After being deprived of the ‘Novak Slam’ in the rain interrupted two-day French Open final, World No. 1 Novak Djokovic will be in pursuit of his second Wimbledon title.

The Super Serb began his title defense dispatching former World No.1 Juan Carlos Ferrero in straight sets at the Centre Court in the opening match of Wimbledon 2012.

Djokovic had become the World No. 1 after defeating Rafael Nadal in Wimbledon 2011. Djokovic had won 6-4, 6-1, 1-6, 6-3 against Rafa at All England Club in London and pushed his record for the year to 48-1. Since then, he has hung on to the numero uno spot and has won three consecutive Grand Slams against Nadal. After clinching the Wimbledon 2011 title, Nole became the first player other than Nadal or Federer to hold the top ranking since Andy Roddick of the U.S. in February 2004.

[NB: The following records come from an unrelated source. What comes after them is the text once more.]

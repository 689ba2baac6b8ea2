//! Task mutation endpoints.
//!
//! These are thin: the canonical task row commits first, then the matching
//! event is published as a side effect. Event delivery is best-effort by
//! contract, so a publish that degrades (or drops) never fails the
//! mutation that triggered it.

use std::sync::Arc;

use axum::{
    extract::{Path, State},
    http::StatusCode,
    response::Json,
    routing::post,
    Router,
};
use chrono::Utc;
use serde::{Deserialize, Serialize};
use tracing::info;
use uuid::Uuid;

use frontdesk_core::domain::event::TaskEventKind;
use frontdesk_core::domain::task::{Task, TaskId, TaskStatus};
use frontdesk_core::errors::ApplicationError;
use frontdesk_db::repositories::TaskRepository;
use frontdesk_db::EventStore;

use crate::api::{reject, require_tenant, Rejection};

#[derive(Clone)]
pub struct TasksState {
    tasks: Arc<dyn TaskRepository>,
    events: Arc<EventStore>,
}

#[derive(Debug, Deserialize)]
pub struct CreateTaskRequest {
    pub tenant_id: String,
    pub title: String,
    #[serde(default)]
    pub detail: Option<String>,
}

#[derive(Debug, Deserialize)]
pub struct TaskActionRequest {
    pub tenant_id: String,
}

#[derive(Debug, Serialize)]
pub struct TaskResponse {
    pub task: Task,
}

pub fn router(tasks: Arc<dyn TaskRepository>, events: Arc<EventStore>) -> Router {
    Router::new()
        .route("/api/v1/tasks", post(create_task))
        .route("/api/v1/tasks/{id}/accept", post(accept_task))
        .route("/api/v1/tasks/{id}/reject", post(reject_task))
        .with_state(TasksState { tasks, events })
}

pub async fn create_task(
    State(state): State<TasksState>,
    Json(request): Json<CreateTaskRequest>,
) -> Result<(StatusCode, Json<TaskResponse>), Rejection> {
    let tenant = require_tenant(Some(&request.tenant_id))?;
    let title = request.title.trim();
    if title.is_empty() {
        return Err(reject(StatusCode::BAD_REQUEST, "title is required"));
    }

    let now = Utc::now();
    let task = Task {
        id: TaskId(Uuid::new_v4().simple().to_string()),
        tenant_id: tenant.clone(),
        title: title.to_string(),
        detail: request.detail.filter(|detail| !detail.trim().is_empty()),
        status: TaskStatus::Open,
        created_at: now,
        updated_at: now,
    };

    state
        .tasks
        .save(&task)
        .await
        .map_err(|error| reject(StatusCode::SERVICE_UNAVAILABLE, error.to_string()))?;

    publish_task_event(&state.events, &task, TaskEventKind::Created).await;
    info!(
        event_name = "tasks.created",
        tenant_id = tenant.as_str(),
        task_id = %task.id.0,
        "task created"
    );

    Ok((StatusCode::CREATED, Json(TaskResponse { task })))
}

pub async fn accept_task(
    Path(id): Path<String>,
    State(state): State<TasksState>,
    Json(request): Json<TaskActionRequest>,
) -> Result<Json<TaskResponse>, Rejection> {
    transition_task(state, id, request.tenant_id, TaskStatus::Accepted).await
}

pub async fn reject_task(
    Path(id): Path<String>,
    State(state): State<TasksState>,
    Json(request): Json<TaskActionRequest>,
) -> Result<Json<TaskResponse>, Rejection> {
    transition_task(state, id, request.tenant_id, TaskStatus::Rejected).await
}

async fn transition_task(
    state: TasksState,
    id: String,
    tenant_id: String,
    next: TaskStatus,
) -> Result<Json<TaskResponse>, Rejection> {
    let tenant = require_tenant(Some(&tenant_id))?;
    let task_id = TaskId(id);

    let mut task = state
        .tasks
        .find_by_id(&tenant, &task_id)
        .await
        .map_err(|error| reject(StatusCode::SERVICE_UNAVAILABLE, error.to_string()))?
        .ok_or_else(|| reject(StatusCode::NOT_FOUND, "task not found"))?;

    let correlation_id = Uuid::new_v4().simple().to_string();
    task.transition_to(next, Utc::now()).map_err(|error| {
        let interface = ApplicationError::from(error).into_interface(correlation_id.clone());
        reject(StatusCode::BAD_REQUEST, interface.user_message())
    })?;

    state
        .tasks
        .save(&task)
        .await
        .map_err(|error| reject(StatusCode::SERVICE_UNAVAILABLE, error.to_string()))?;

    publish_task_event(&state.events, &task, TaskEventKind::StatusChanged).await;
    info!(
        event_name = "tasks.status_changed",
        tenant_id = tenant.as_str(),
        task_id = %task.id.0,
        status = task.status.as_str(),
        correlation_id = %correlation_id,
        "task status changed"
    );

    Ok(Json(TaskResponse { task }))
}

/// Publish is deliberately infallible from the mutation's point of view:
/// the row has already committed, so a degraded event path must not turn a
/// successful mutation into a user-facing error.
async fn publish_task_event(events: &EventStore, task: &Task, kind: TaskEventKind) {
    let payload = serde_json::to_value(task).unwrap_or(serde_json::Value::Null);
    events.publish(&task.tenant_id, kind, &task.id.0, payload).await;
}

#[cfg(test)]
mod tests {
    use std::sync::Arc;

    use axum::extract::{Path, State};
    use axum::http::StatusCode;
    use axum::response::Json;
    use chrono::Utc;

    use frontdesk_core::cursor::Cursor;
    use frontdesk_core::domain::event::{TaskEventKind, TenantId};
    use frontdesk_core::domain::task::TaskStatus;
    use frontdesk_db::repositories::InMemoryTaskRepository;
    use frontdesk_db::EventStore;

    use super::{
        accept_task, create_task, reject_task, CreateTaskRequest, TaskActionRequest, TasksState,
    };

    fn state() -> (TasksState, Arc<EventStore>) {
        let events = Arc::new(EventStore::in_memory(100));
        let state =
            TasksState { tasks: Arc::new(InMemoryTaskRepository::default()), events: events.clone() };
        (state, events)
    }

    fn create_request(title: &str) -> Json<CreateTaskRequest> {
        Json(CreateTaskRequest {
            tenant_id: "acme-dental".to_string(),
            title: title.to_string(),
            detail: Some("caller asked for a callback".to_string()),
        })
    }

    fn action_request() -> Json<TaskActionRequest> {
        Json(TaskActionRequest { tenant_id: "acme-dental".to_string() })
    }

    #[tokio::test]
    async fn create_commits_the_row_and_publishes_a_created_event() {
        let (state, events) = state();
        let before = Cursor::at(Utc::now() - chrono::Duration::seconds(1));

        let (status, Json(response)) =
            create_task(State(state), create_request("Return Mrs. Alvarez's call"))
                .await
                .expect("create should succeed");

        assert_eq!(status, StatusCode::CREATED);
        assert_eq!(response.task.status, TaskStatus::Open);

        let tenant = TenantId("acme-dental".to_string());
        let published = events.fetch(&tenant, Some(&before), 100).await;
        assert_eq!(published.len(), 1);
        assert_eq!(published[0].kind, TaskEventKind::Created);
        assert_eq!(published[0].subject_id, response.task.id.0);
    }

    #[tokio::test]
    async fn create_rejects_blank_titles() {
        let (state, _) = state();
        let rejection = create_task(State(state), create_request("   ")).await.unwrap_err();
        assert_eq!(rejection.0, StatusCode::BAD_REQUEST);
    }

    #[tokio::test]
    async fn accept_transitions_and_publishes_a_status_change() {
        let (state, events) = state();
        let before = Cursor::at(Utc::now() - chrono::Duration::seconds(1));

        let (_, Json(created)) = create_task(State(state.clone()), create_request("Follow up"))
            .await
            .expect("create");

        let Json(accepted) =
            accept_task(Path(created.task.id.0.clone()), State(state), action_request())
                .await
                .expect("accept should succeed");
        assert_eq!(accepted.task.status, TaskStatus::Accepted);

        let tenant = TenantId("acme-dental".to_string());
        let published = events.fetch(&tenant, Some(&before), 100).await;
        assert_eq!(published.len(), 2);
        assert_eq!(published[1].kind, TaskEventKind::StatusChanged);
    }

    #[tokio::test]
    async fn reject_of_a_rejected_task_is_a_bad_request() {
        let (state, _) = state();

        let (_, Json(created)) = create_task(State(state.clone()), create_request("Follow up"))
            .await
            .expect("create");

        reject_task(Path(created.task.id.0.clone()), State(state.clone()), action_request())
            .await
            .expect("first reject should succeed");

        let rejection =
            reject_task(Path(created.task.id.0.clone()), State(state), action_request())
                .await
                .unwrap_err();
        assert_eq!(rejection.0, StatusCode::BAD_REQUEST);
    }

    #[tokio::test]
    async fn accept_of_an_unknown_task_is_not_found() {
        let (state, _) = state();
        let rejection = accept_task(Path("missing".to_string()), State(state), action_request())
            .await
            .unwrap_err();
        assert_eq!(rejection.0, StatusCode::NOT_FOUND);
    }
}
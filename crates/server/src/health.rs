use axum::{extract::State, http::StatusCode, routing::get, Json, Router};
use chrono::Utc;
use frontdesk_db::DbPool;
use serde::Serialize;
use tracing::{error, info};

#[derive(Clone)]
pub struct HealthState {
    db_pool: DbPool,
}

#[derive(Clone, Debug, PartialEq, Eq, Serialize)]
pub struct HealthCheck {
    pub status: &'static str,
    pub detail: String,
}

#[derive(Clone, Debug, PartialEq, Eq, Serialize)]
pub struct HealthResponse {
    pub status: &'static str,
    pub service: HealthCheck,
    pub database: HealthCheck,
    pub checked_at: String,
}

pub fn router(db_pool: DbPool) -> Router {
    Router::new().route("/health", get(health)).with_state(HealthState { db_pool })
}

pub async fn spawn(bind_address: &str, port: u16, db_pool: DbPool) -> std::io::Result<()> {
    let address = format!("{bind_address}:{port}");
    let listener = tokio::net::TcpListener::bind(&address).await?;

    info!(
        event_name = "system.health.start",
        bind_address = %address,
        "health endpoint started"
    );

    tokio::spawn(async move {
        if let Err(error) = axum::serve(listener, router(db_pool)).await {
            error!(
                event_name = "system.health.error",
                error = %error,
                "health endpoint server terminated unexpectedly"
            );
        }
    });

    Ok(())
}

pub async fn health(State(state): State<HealthState>) -> (StatusCode, Json<HealthResponse>) {
    let database = database_check(&state.db_pool).await;
    let ready = database.status == "ready";

    let payload = HealthResponse {
        status: if ready { "ready" } else { "degraded" },
        service: HealthCheck {
            status: "ready",
            detail: "frontdesk-server runtime initialized".to_string(),
        },
        database,
        checked_at: Utc::now().to_rfc3339(),
    };

    let status_code = if ready { StatusCode::OK } else { StatusCode::SERVICE_UNAVAILABLE };
    (status_code, Json(payload))
}

async fn database_check(pool: &DbPool) -> HealthCheck {
    match sqlx::query_scalar::<_, i64>("SELECT 1").fetch_one(pool).await {
        Ok(_) => HealthCheck { status: "ready", detail: "database query succeeded".to_string() },
        Err(error) => {
            HealthCheck { status: "degraded", detail: format!("database query failed: {error}") }
        }
    }
}

#[cfg(test)]
mod tests {
    use axum::{extract::State, http::StatusCode, Json};
    use frontdesk_db::connect_with_settings;

    use crate::health::{health, HealthState};

    #[tokio::test]
    async fn health_returns_ready_when_database_is_reachable() {
        let pool = connect_with_settings("sqlite::memory:?cache=shared", 1, 5)
            .await
            .expect("pool should connect");

        let (status, Json(payload)) = health(State(HealthState { db_pool: pool.clone() })).await;

        assert_eq!(status, StatusCode::OK);
        assert_eq!(payload.status, "ready");
        assert_eq!(payload.database.status, "ready");
        assert_eq!(payload.service.status, "ready");

        pool.close().await;
    }

    #[tokio::test]
    async fn health_returns_service_unavailable_when_database_is_unavailable() {
        let pool = connect_with_settings("sqlite::memory:?cache=shared", 1, 5)
            .await
            .expect("pool should connect");
        pool.close().await;

        let (status, Json(payload)) = health(State(HealthState { db_pool: pool })).await;

        assert_eq!(status, StatusCode::SERVICE_UNAVAILABLE);
        assert_eq!(payload.status, "degraded");
        assert_eq!(payload.database.status, "degraded");
        assert_eq!(payload.service.status, "ready");
    }
}
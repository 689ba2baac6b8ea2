//! Opaque, lexically-sortable cursors over a tenant's event timeline.
//!
//! A cursor is a 13-digit zero-padded millisecond epoch followed by an
//! underscore and a short random disambiguator, e.g.
//! `1770000000000_3fa9c1d24b07`. Zero-padding keeps lexical order equal
//! to chronological order for any epoch that fits in 13 digits (until
//! roughly the year 2286).

use std::fmt;

use chrono::{DateTime, Utc};
use serde::{Deserialize, Serialize};
use uuid::Uuid;

const TIMESTAMP_DIGITS: usize = 13;
const DISAMBIGUATOR_CHARS: usize = 12;

#[derive(Clone, Debug, PartialEq, Eq, PartialOrd, Ord, Hash, Serialize, Deserialize)]
#[serde(transparent)]
pub struct Cursor(String);

impl Cursor {
    /// Cursor positioned at the given instant, with a fresh disambiguator.
    /// Pre-epoch instants clamp to the epoch.
    pub fn at(timestamp: DateTime<Utc>) -> Self {
        let millis = timestamp.timestamp_millis().max(0);
        let disambiguator = Uuid::new_v4().simple().to_string();
        Self(format!("{millis:013}_{}", &disambiguator[..DISAMBIGUATOR_CHARS]))
    }

    pub fn now() -> Self {
        Self::at(Utc::now())
    }

    /// Wrap a caller-supplied token without validating it. Comparison stays
    /// purely lexical, so an arbitrary token still partitions the timeline;
    /// only `timestamp()` requires the encoded form.
    pub fn from_raw(raw: impl Into<String>) -> Self {
        Self(raw.into())
    }

    pub fn as_str(&self) -> &str {
        &self.0
    }

    pub fn into_inner(self) -> String {
        self.0
    }

    /// Decode the embedded instant. Returns `None` for tokens that do not
    /// carry a 13-digit millisecond prefix.
    pub fn timestamp(&self) -> Option<DateTime<Utc>> {
        let prefix = self.0.split_once('_').map(|(head, _)| head).unwrap_or(self.0.as_str());
        if prefix.len() != TIMESTAMP_DIGITS || !prefix.bytes().all(|byte| byte.is_ascii_digit()) {
            return None;
        }
        let millis = prefix.parse::<i64>().ok()?;
        DateTime::from_timestamp_millis(millis)
    }
}

impl fmt::Display for Cursor {
    fn fmt(&self, f: &mut fmt::Formatter<'_>) -> fmt::Result {
        f.write_str(&self.0)
    }
}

As a Wimbledon champion, the Serb entered the US Open as an altogether different player. He first defeated Roger Federer in a match that lasted for three hours and fifty one minutes. Djoker defeated the Swiss Maestro 6-7, 4-6, 6-3, 6-2, 7-5. Federer had won the first two sets but Novak came from behind in a sensational manner. He saved two match points and his forehand shot that whistled past Federer, created a lot of buzz and is still talked about.

Novak booked a place in the final to meet defending champion Rafael Nadal. Though the semi-final match was a five-setter between Nole and Federer, the result was decided in less than three hours. But, the final match, in spite of being a four-setter, took over 4 hours for completion. They played each point, like a championship point. One such point was completed in 17 minutes as the crowd witnessed some phenomenal tennis.

Then came the Australian Open. Djokovic first defeated Andy Murray in a marathon five-setter to meet Nadal, again in the final. While the semi-final was completed in 4 hours and 50 minutes, Nole had to sweat it out for five hours and fifty three minutes to win the epic final encounter. It was a record as the match became the longest final in Open Era Grand Slam history, as well as the longest match in Australian Open history, surpassing the five hour and fourteen minute 2009 semifinal between Rafael Nadal and Fernando Verdasco. Both the players were completely drained out after the match and could barely manage to stand during the match presentation.

After three successive Grand Slam defeats, Nadal, the ‘King of Clay’ continued his dominance at Roland-Garros and got the better of Djokovic in the four-setter match. Djokovic couldn’t match up to Nadal’s power game and in spite of his best efforts, failed achieve the Novak Slam as Nadal won his record seventh French Open title.

Djokovic might not have the super strength of Nadal, or the deadly accuracy of Federer, yet he dominated the world of tennis since Wimbledon 2011, on the back of his never ending self-belief. His good run was stalled finally by Nadal at Roland-Garros and the crowd as the crowd witnessed another epic final.

While Djokovic is the favourite to win ‘The Championship’, it is difficult to rule out Roger Federer, who is seeking his seventh Wimbledon title. He plays his best tennis on faster surfaces and Wimbledon can be the right platform for the legend to assert his class once again.